The NRA's proposal was also attacked by politicians including New York Mayor Michael Bloomberg, the nation's largest teachers union and Mark Kelly, the husband of former U.S. Representative Ga b rielle Giffords, who was hurt last year in a mall shooting by a gunman in Tucson, Arizona.
But LaPierre was undaunted.
"I think that is the one thing that we can do immediately that will immediately make our children safe," he said.
'GONNA BE A BATTLE'
LaPierre scoffed at the idea that reinstating the federal assault weapons ban that lapsed in 2004 would prevent more massacres, citing shootings that took place when the ban was in effect, including the 1999 Columbine High School massacre in Colorado.
"It's not going to make any kid safer," he said.
Republican U.S. Senator Lindsey Graham made the same point earlier on Sunday in a tweet: "The assault weapons ban didn't work then and it won't work now."
On NBC, Graham said he himself owns an AR-15, the type of assault rifle used by 20-year-old Adam Lanza in Newtown.
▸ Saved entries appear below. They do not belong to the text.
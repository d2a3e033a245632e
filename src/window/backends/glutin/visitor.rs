use gl;
use glutin;
use glutin::GlContext;

use crate::errors::*;
use crate::math::prelude::Vector2;

use super::super::super::events::Event;
use super::super::super::WindowParams;
use super::super::Visitor;
use super::types;

pub struct GlutinVisitor {
    window: glutin::GlWindow,
    events_loop: glutin::EventsLoop,
    fallback: Vector2<u32>,
}

impl GlutinVisitor {
    pub fn from(params: WindowParams) -> Result<Self> {
        let builder = glutin::WindowBuilder::new()
            .with_title(params.title)
            .with_dimensions(glutin::dpi::LogicalSize::new(
                f64::from(params.size.x),
                f64::from(params.size.y),
            ));

        let (major, minor) = params.gl_version;
        let context = glutin::ContextBuilder::new()
            .with_multisampling(params.multisample)
            .with_gl_profile(glutin::GlProfile::Core)
            .with_gl(glutin::GlRequest::Specific(glutin::Api::OpenGl, (major, minor)))
            .with_vsync(params.vsync);

        let events_loop = glutin::EventsLoop::new();
        let window = glutin::GlWindow::new(builder, context, &events_loop)?;

        let visitor = GlutinVisitor {
            window,
            events_loop,
            fallback: params.size,
        };

        unsafe {
            visitor
                .window
                .make_current()
                .map_err(|err| Error::ResourceCreation("GL context", format!("{}", err)))?;

            gl::load_with(|symbol| visitor.window.get_proc_address(symbol) as *const _);
        }

        info!(
            "Created window with {}x{} framebuffer, OpenGL {}.{} core profile requested.",
            visitor.dimensions().x,
            visitor.dimensions().y,
            major,
            minor
        );

        Ok(visitor)
    }
}

impl Visitor for GlutinVisitor {
    fn dimensions(&self) -> Vector2<u32> {
        match self.window.get_inner_size() {
            Some(size) => {
                let size = size.to_physical(self.window.get_hidpi_factor());
                Vector2::new(size.width as u32, size.height as u32)
            }
            None => self.fallback,
        }
    }

    #[inline]
    fn resize(&self, dimensions: Vector2<u32>) {
        let size = glutin::dpi::PhysicalSize::new(f64::from(dimensions.x), f64::from(dimensions.y));
        self.window.resize(size)
    }

    fn poll_events(&mut self, events: &mut Vec<Event>) {
        let dpr = self.window.get_hidpi_factor();
        self.events_loop.poll_events(|v| {
            if let Some(e) = types::from_event(v, dpr) {
                events.push(e);
            }
        });
    }

    #[inline]
    fn is_current(&self) -> bool {
        self.window.is_current()
    }

    #[inline]
    fn make_current(&self) -> Result<()> {
        unsafe {
            self.window.make_current()?;
            Ok(())
        }
    }

    #[inline]
    fn swap_buffers(&self) -> Result<()> {
        self.window.swap_buffers()?;
        Ok(())
    }
}
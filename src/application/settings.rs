//! Functions for loading settings.

use std::fs;
use std::path::Path;

use crate::errors::*;
use crate::input::prelude::Key;
use crate::window::WindowParams;

/// A structure containing configuration data, which are used to specify
/// hardware setup stuff to create the window and the key that closes it.
#[derive(Debug, Clone, PartialEq, Serialize, Deserialize)]
#[serde(default)]
pub struct Settings {
    pub window: WindowParams,
    pub exit_key: Key,
}

impl Default for Settings {
    fn default() -> Self {
        Settings {
            window: WindowParams::default(),
            exit_key: Key::Escape,
        }
    }
}

impl Settings {
    /// Loads settings from a utf-8 encoded json file. Missing fields take their
    /// default values.
    pub fn load<T: AsRef<Path>>(path: T) -> Result<Settings> {
        let path = path.as_ref();
        let buf = fs::read_to_string(path)
            .map_err(|err| Error::Settings(format!("{}: {}", path.display(), err)))?;

        Settings::from_json(&buf)
    }

    pub fn from_json(buf: &str) -> Result<Settings> {
        let settings: Settings = serde_json::from_str(buf)?;
        Ok(settings)
    }
}
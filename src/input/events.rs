use super::keyboard::Key;

/// Input device event, supports keyboard only.
#[derive(Debug, Clone, Copy, PartialEq, Eq)]
pub enum InputEvent {
    /// Pressed event on keyboard has been received.
    KeyboardPressed { key: Key },
    /// Released event from keyboard has been received.
    KeyboardReleased { key: Key },
}
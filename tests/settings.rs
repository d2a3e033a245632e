extern crate trigon;

use trigon::prelude::*;

#[test]
fn defaults() {
    let settings = Settings::default();
    assert_eq!(settings.exit_key, Key::Escape);
    assert_eq!(settings.window.title, "LearnOpenGL");
    assert_eq!(settings.window.size, Vector2::new(800, 600));
    assert_eq!(settings.window.gl_version, (3, 3));
}

#[test]
fn partial_json() {
    let settings = Settings::from_json(r#"{ "exit_key": "Q" }"#).unwrap();
    assert_eq!(settings.exit_key, Key::Q);
    assert_eq!(settings.window, WindowParams::default());

    let settings =
        Settings::from_json(r#"{ "window": { "title": "Triangles", "vsync": false } }"#).unwrap();
    assert_eq!(settings.exit_key, Key::Escape);
    assert_eq!(settings.window.title, "Triangles");
    assert!(!settings.window.vsync);
    assert_eq!(settings.window.size, Vector2::new(800, 600));
}

#[test]
fn full_json() {
    let settings = Settings::from_json(
        r#"{
            "window": {
                "title": "Triangles",
                "size": { "x": 1024, "y": 768 },
                "gl_version": [4, 1],
                "multisample": 4,
                "vsync": true
            },
            "exit_key": "Return"
        }"#,
    )
    .unwrap();

    assert_eq!(settings.window.size, Vector2::new(1024, 768));
    assert_eq!(settings.window.gl_version, (4, 1));
    assert_eq!(settings.window.multisample, 4);
    assert_eq!(settings.exit_key, Key::Return);
}

#[test]
fn malformed_json() {
    match Settings::from_json("{ exit_key: ") {
        Err(Error::Settings(_)) => {}
        v => panic!("unexpected result {:?}", v),
    }

    match Settings::from_json(r#"{ "exit_key": "NotAKey" }"#) {
        Err(Error::Settings(_)) => {}
        v => panic!("unexpected result {:?}", v),
    }
}

#[test]
fn missing_file() {
    match Settings::load("tests/resources/does-not-exist.json") {
        Err(Error::Settings(_)) => {}
        v => panic!("unexpected result {:?}", v),
    }
}

#[test]
fn load_file() {
    let settings = Settings::load("tests/resources/settings.json").unwrap();
    assert_eq!(settings.window.title, "Two Triangles");
    assert_eq!(settings.exit_key, Key::Q);
}
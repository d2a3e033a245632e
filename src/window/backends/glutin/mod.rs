mod types;
mod visitor;

use super::super::WindowParams;
use super::Visitor;

use crate::errors::*;

pub fn new(params: WindowParams) -> Result<Box<dyn Visitor>> {
    let visitor = self::visitor::GlutinVisitor::from(params)?;
    Ok(Box::new(visitor))
}
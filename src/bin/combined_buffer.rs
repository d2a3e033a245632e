extern crate trigon;

use trigon::scene::Variant;

fn main() {
    trigon::application::launch(Variant::CombinedBuffer);
}
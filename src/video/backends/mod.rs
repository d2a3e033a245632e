//! The backend of renderer, which should be responsible for only one thing:
//! creating GPU objects and submitting draw-calls using low-level video APIs.

pub mod headless;

use crate::errors::*;
use crate::math::prelude::Color;

use super::assets::prelude::*;

pub trait Visitor {
    /// Compiles the source of one pipeline stage. On failure the shader object is
    /// released and the error carries its own diagnostic log.
    unsafe fn create_shader(&mut self, stage: ShaderStage, src: &str) -> Result<ShaderHandle>;

    unsafe fn delete_shader(&mut self, handle: ShaderHandle) -> Result<()>;

    /// Links compiled shaders into a program. On failure the program object is
    /// released, the shaders are left to the caller.
    unsafe fn create_program(&mut self, shaders: &[ShaderHandle]) -> Result<ProgramHandle>;

    unsafe fn delete_program(&mut self, handle: ProgramHandle) -> Result<()>;

    /// Uploads immutable vertex positions.
    unsafe fn create_vertex_buffer(&mut self, positions: &[[f32; 3]]) -> Result<BufferHandle>;

    unsafe fn delete_vertex_buffer(&mut self, handle: BufferHandle) -> Result<()>;

    /// Creates a vertex-array descriptor that binds `buffer` with `layout`.
    unsafe fn create_vertex_array(
        &mut self,
        buffer: BufferHandle,
        layout: VertexLayout,
    ) -> Result<VertexArrayHandle>;

    unsafe fn delete_vertex_array(&mut self, handle: VertexArrayHandle) -> Result<()>;

    unsafe fn update_surface_viewport(&mut self, vp: SurfaceViewport) -> Result<()>;

    /// Clears the color buffer of the default framebuffer.
    unsafe fn clear(&mut self, color: Color<f32>) -> Result<()>;

    /// Binds `program` and `vertex_array`, and draws `len` vertices starting at
    /// `from` as a list of triangles. Returns the number of vertices submitted.
    unsafe fn draw(
        &mut self,
        program: ProgramHandle,
        vertex_array: VertexArrayHandle,
        from: u32,
        len: u32,
    ) -> Result<u32>;
}

pub mod gl;

/// Creates the OpenGL backend. The GL context must be current on this thread
/// and its functions loaded.
pub fn new() -> Result<Box<dyn Visitor>> {
    let visitor = unsafe { self::gl::visitor::GLVisitor::new()? };
    Ok(Box::new(visitor))
}
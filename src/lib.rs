//! # Trigon
//!
//! Hello-triangle programs on top of a small OpenGL frame renderer.
//!
//! A window is opened with a core-profile OpenGL context, a fixed set of shader
//! programs is compiled and linked, a few triangles are uploaded into static
//! vertex buffers, and every frame clears the screen and draws them until the
//! window is closed or the exit key is pressed.
//!
//! The three binaries only differ by the `Scene` they run:
//!
//! - `shared_program`: two triangles in two buffers, drawn by one program.
//! - `two_programs`: two triangles in two buffers, each with its own program.
//! - `combined_buffer`: two triangles in one buffer, drawn by one draw call.
//!
//! Both the window and the video layers sit behind a `Visitor` trait, with a
//! headless implementation of each that is used to exercise the renderer
//! without a display.

#[macro_use]
extern crate failure;
#[macro_use]
extern crate log;
#[macro_use]
extern crate serde;

extern crate cgmath;
extern crate env_logger;
extern crate gl;
extern crate glutin;
extern crate serde_json;

pub mod application;
pub mod errors;
pub mod input;
pub mod math;
pub mod scene;
pub mod video;
pub mod window;

pub mod prelude {
    pub use crate::application::Settings;
    pub use crate::errors::{Error, Result};
    pub use crate::input::prelude::*;
    pub use crate::math::prelude::*;
    pub use crate::scene::{DrawPair, Scene, ShaderSource, Variant, VertexData};
    pub use crate::video::prelude::*;
    pub use crate::window::prelude::*;
}
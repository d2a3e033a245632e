//! Keyboard input tracking.
//!
//! The window backend translates native key events into `InputEvent`s, and the
//! `Keyboard` folds them into a per-frame state that can be queried with:
//!
//! ```rust,ignore
//! // Checks if a key is currently held down.
//! keyboard.is_key_down(Key::Escape);
//!
//! // Checks if a key has been pressed down during the last frame.
//! keyboard.is_key_press(Key::Escape);
//!
//! // Checks if a key has been released during the last frame.
//! keyboard.is_key_release(Key::Escape);
//! ```

pub mod events;
pub mod keyboard;

pub mod prelude {
    pub use super::events::InputEvent;
    pub use super::keyboard::{Key, Keyboard};
}
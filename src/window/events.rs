use crate::input::events::InputEvent;

/// The status of window.
#[derive(Debug, Clone, Copy, PartialEq, Eq)]
pub enum WindowEvent {
    /// The window has been closed.
    Closed,
    /// The window gained focus of user input.
    GainFocus,
    /// The window lost focus of user input.
    LostFocus,
    /// The framebuffer has been resized, in physical pixels.
    Resized(u32, u32),
}

/// The enumerations of all events that come from the window or from user input.
#[derive(Debug, Clone, Copy, PartialEq, Eq)]
pub enum Event {
    Window(WindowEvent),
    InputDevice(InputEvent),
}
//! A backend that creates no GPU objects, but records everything it is asked
//! to do.

use std::cell::{Ref, RefCell};
use std::collections::{HashMap, HashSet};
use std::rc::Rc;

use crate::errors::*;
use crate::math::prelude::Color;

use super::super::assets::prelude::*;
use super::Visitor;

/// A GPU object known to the headless backend.
#[derive(Debug, Clone, Copy, PartialEq, Eq, Hash)]
pub enum Resource {
    Shader(ShaderHandle),
    Program(ProgramHandle),
    Buffer(BufferHandle),
    VertexArray(VertexArrayHandle),
}

/// The commands submitted while rendering.
#[derive(Debug, Clone, Copy, PartialEq)]
pub enum Command {
    Viewport(SurfaceViewport),
    Clear(Color<f32>),
    Draw {
        program: ProgramHandle,
        vertex_array: VertexArrayHandle,
        from: u32,
        len: u32,
    },
}

#[derive(Debug, Default)]
pub struct Record {
    /// Objects in creation order.
    pub created: Vec<Resource>,
    /// Objects in release order.
    pub deleted: Vec<Resource>,
    /// Sources handed to the compiler.
    pub sources: Vec<(ShaderStage, String)>,
    /// Vertex data uploaded into each buffer.
    pub uploads: Vec<(BufferHandle, Vec<[f32; 3]>)>,
    /// The buffer and layout of each vertex array.
    pub layouts: Vec<(VertexArrayHandle, BufferHandle, VertexLayout)>,
    pub commands: Vec<Command>,
}

impl Record {
    /// Objects that have been created but not released yet.
    pub fn alive(&self) -> Vec<Resource> {
        self.created
            .iter()
            .filter(|v| !self.deleted.contains(v))
            .cloned()
            .collect()
    }

    /// How many times `v` has been released.
    pub fn deletions(&self, v: Resource) -> usize {
        self.deleted.iter().filter(|&&d| d == v).count()
    }

    pub fn programs(&self) -> Vec<ProgramHandle> {
        self.created
            .iter()
            .filter_map(|v| match *v {
                Resource::Program(h) => Some(h),
                _ => None,
            })
            .collect()
    }

    pub fn draws(&self) -> Vec<(ProgramHandle, VertexArrayHandle, u32, u32)> {
        self.commands
            .iter()
            .filter_map(|v| match *v {
                Command::Draw {
                    program,
                    vertex_array,
                    from,
                    len,
                } => Some((program, vertex_array, from, len)),
                _ => None,
            })
            .collect()
    }

    pub fn last_viewport(&self) -> Option<SurfaceViewport> {
        self.commands.iter().rev().find_map(|v| match *v {
            Command::Viewport(vp) => Some(vp),
            _ => None,
        })
    }
}

/// The shared `Record` of a `HeadlessVisitor`.
#[derive(Debug, Clone, Default)]
pub struct Recorder(Rc<RefCell<Record>>);

impl Recorder {
    pub fn borrow(&self) -> Ref<Record> {
        self.0.borrow()
    }

    pub fn clear_commands(&self) {
        self.0.borrow_mut().commands.clear();
    }
}

pub struct HeadlessVisitor {
    recorder: Recorder,
    next: u32,
    alive: HashSet<Resource>,
    compiles: HashMap<ShaderStage, usize>,
    failures: HashMap<(ShaderStage, usize), String>,
    pinned_shaders: bool,
}

impl HeadlessVisitor {
    pub fn new() -> Self {
        HeadlessVisitor {
            recorder: Recorder::default(),
            next: 1,
            alive: HashSet::new(),
            compiles: HashMap::new(),
            failures: HashMap::new(),
            pinned_shaders: false,
        }
    }

    pub fn recorder(&self) -> Recorder {
        self.recorder.clone()
    }

    /// Makes the `nth` (counting from 0) compile of `stage`, or the `nth` link
    /// for `ShaderStage::Program`, fail with `log` as diagnostic text.
    pub fn fail(mut self, stage: ShaderStage, nth: usize, log: &str) -> Self {
        self.failures.insert((stage, nth), log.to_owned());
        self
    }

    /// Makes every shader release fail. The shader objects stay alive.
    pub fn pin_shaders(mut self) -> Self {
        self.pinned_shaders = true;
        self
    }

    fn allocate(&mut self) -> u32 {
        let id = self.next;
        self.next += 1;
        id
    }

    fn insert(&mut self, v: Resource) {
        self.alive.insert(v);
        self.recorder.0.borrow_mut().created.push(v);
    }

    fn remove(&mut self, v: Resource, name: String) -> Result<()> {
        if !self.alive.remove(&v) {
            return Err(Error::HandleInvalid(name));
        }

        self.recorder.0.borrow_mut().deleted.push(v);
        Ok(())
    }

    fn ensure(&self, v: Resource, name: String) -> Result<()> {
        if self.alive.contains(&v) {
            Ok(())
        } else {
            Err(Error::HandleInvalid(name))
        }
    }

    fn take_failure(&mut self, stage: ShaderStage) -> Option<String> {
        let count = self.compiles.entry(stage).or_insert(0);
        let nth = *count;
        *count += 1;
        self.failures.remove(&(stage, nth))
    }
}

impl Default for HeadlessVisitor {
    fn default() -> Self {
        HeadlessVisitor::new()
    }
}

impl Visitor for HeadlessVisitor {
    unsafe fn create_shader(&mut self, stage: ShaderStage, src: &str) -> Result<ShaderHandle> {
        let handle = ShaderHandle::new(self.allocate());
        self.insert(Resource::Shader(handle));
        self.recorder
            .0
            .borrow_mut()
            .sources
            .push((stage, src.to_owned()));

        if let Some(log) = self.take_failure(stage) {
            self.remove(Resource::Shader(handle), handle.to_string())?;
            return Err(Error::ShaderBuild { stage, log });
        }

        Ok(handle)
    }

    unsafe fn delete_shader(&mut self, handle: ShaderHandle) -> Result<()> {
        if self.pinned_shaders {
            return Err(Error::HandleInvalid(handle.to_string()));
        }

        self.remove(Resource::Shader(handle), handle.to_string())
    }

    unsafe fn create_program(&mut self, shaders: &[ShaderHandle]) -> Result<ProgramHandle> {
        for &v in shaders {
            self.ensure(Resource::Shader(v), v.to_string())?;
        }

        let handle = ProgramHandle::new(self.allocate());
        self.insert(Resource::Program(handle));

        if let Some(log) = self.take_failure(ShaderStage::Program) {
            self.remove(Resource::Program(handle), handle.to_string())?;
            return Err(Error::ShaderBuild {
                stage: ShaderStage::Program,
                log,
            });
        }

        Ok(handle)
    }

    unsafe fn delete_program(&mut self, handle: ProgramHandle) -> Result<()> {
        self.remove(Resource::Program(handle), handle.to_string())
    }

    unsafe fn create_vertex_buffer(&mut self, positions: &[[f32; 3]]) -> Result<BufferHandle> {
        let handle = BufferHandle::new(self.allocate());
        self.insert(Resource::Buffer(handle));
        self.recorder
            .0
            .borrow_mut()
            .uploads
            .push((handle, positions.to_vec()));

        Ok(handle)
    }

    unsafe fn delete_vertex_buffer(&mut self, handle: BufferHandle) -> Result<()> {
        self.remove(Resource::Buffer(handle), handle.to_string())
    }

    unsafe fn create_vertex_array(
        &mut self,
        buffer: BufferHandle,
        layout: VertexLayout,
    ) -> Result<VertexArrayHandle> {
        self.ensure(Resource::Buffer(buffer), buffer.to_string())?;

        let handle = VertexArrayHandle::new(self.allocate());
        self.insert(Resource::VertexArray(handle));
        self.recorder
            .0
            .borrow_mut()
            .layouts
            .push((handle, buffer, layout));

        Ok(handle)
    }

    unsafe fn delete_vertex_array(&mut self, handle: VertexArrayHandle) -> Result<()> {
        self.remove(Resource::VertexArray(handle), handle.to_string())
    }

    unsafe fn update_surface_viewport(&mut self, vp: SurfaceViewport) -> Result<()> {
        self.recorder
            .0
            .borrow_mut()
            .commands
            .push(Command::Viewport(vp));
        Ok(())
    }

    unsafe fn clear(&mut self, color: Color<f32>) -> Result<()> {
        self.recorder
            .0
            .borrow_mut()
            .commands
            .push(Command::Clear(color));
        Ok(())
    }

    unsafe fn draw(
        &mut self,
        program: ProgramHandle,
        vertex_array: VertexArrayHandle,
        from: u32,
        len: u32,
    ) -> Result<u32> {
        self.ensure(Resource::Program(program), program.to_string())?;
        self.ensure(Resource::VertexArray(vertex_array), vertex_array.to_string())?;

        self.recorder.0.borrow_mut().commands.push(Command::Draw {
            program,
            vertex_array,
            from,
            len,
        });

        Ok(len)
    }
}
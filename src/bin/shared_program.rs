extern crate trigon;

use trigon::scene::Variant;

fn main() {
    trigon::application::launch(Variant::SharedProgram);
}
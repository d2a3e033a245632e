//! Math types used across the crate, mostly re-exported from `cgmath`.

pub mod color;

pub mod prelude {
    pub use super::color::Color;
    pub use cgmath::Vector2;
}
"I own an AR-15. I've got it at my house. The question is if you deny me the right to buy another one, have you made America safer?" he asked. "I don't suggest you take my right to buy an AR-15 away from me because I don't think it will work, and I do believe better security in schools is a good place to start."
Other gun rights advocates in Congress showed a willingness to consider new gun restrictions immediately after the Newtown shooting. U.S. lawmakers have not approved a major new federal gun law since 1994.
"It's gonna be a battle," Senator Joe Lieberman of Connecticut told CNN's "State of the Union."
He and Senator Charles Schumer of New York criticized the NRA for blaming gun violence on everything but guns.
An attempt to prevent shootings in schools without talking about guns "is like trying to prevent lung cancer without talking about cigarettes," Democrat Schumer said on NBC.
Also receiving scrutiny is a ban high-capacity magazines that allow shooters to fire multiple rounds in a short amount of time. They have been used in several mass slayings.
Graham, of South Carolina, said on NBC he opposes that move as well.
Minnesota Senator Amy Klobuchar, a Democrat, said on ABC's "This week" that "putting some limits" on high-capacity magazines "could be part of the solution, but not the only solution." A former prosecutor, she also called for more stringent background checks of gun buyers.
The Obama administration was expected to propose steps next month to tighten gun laws.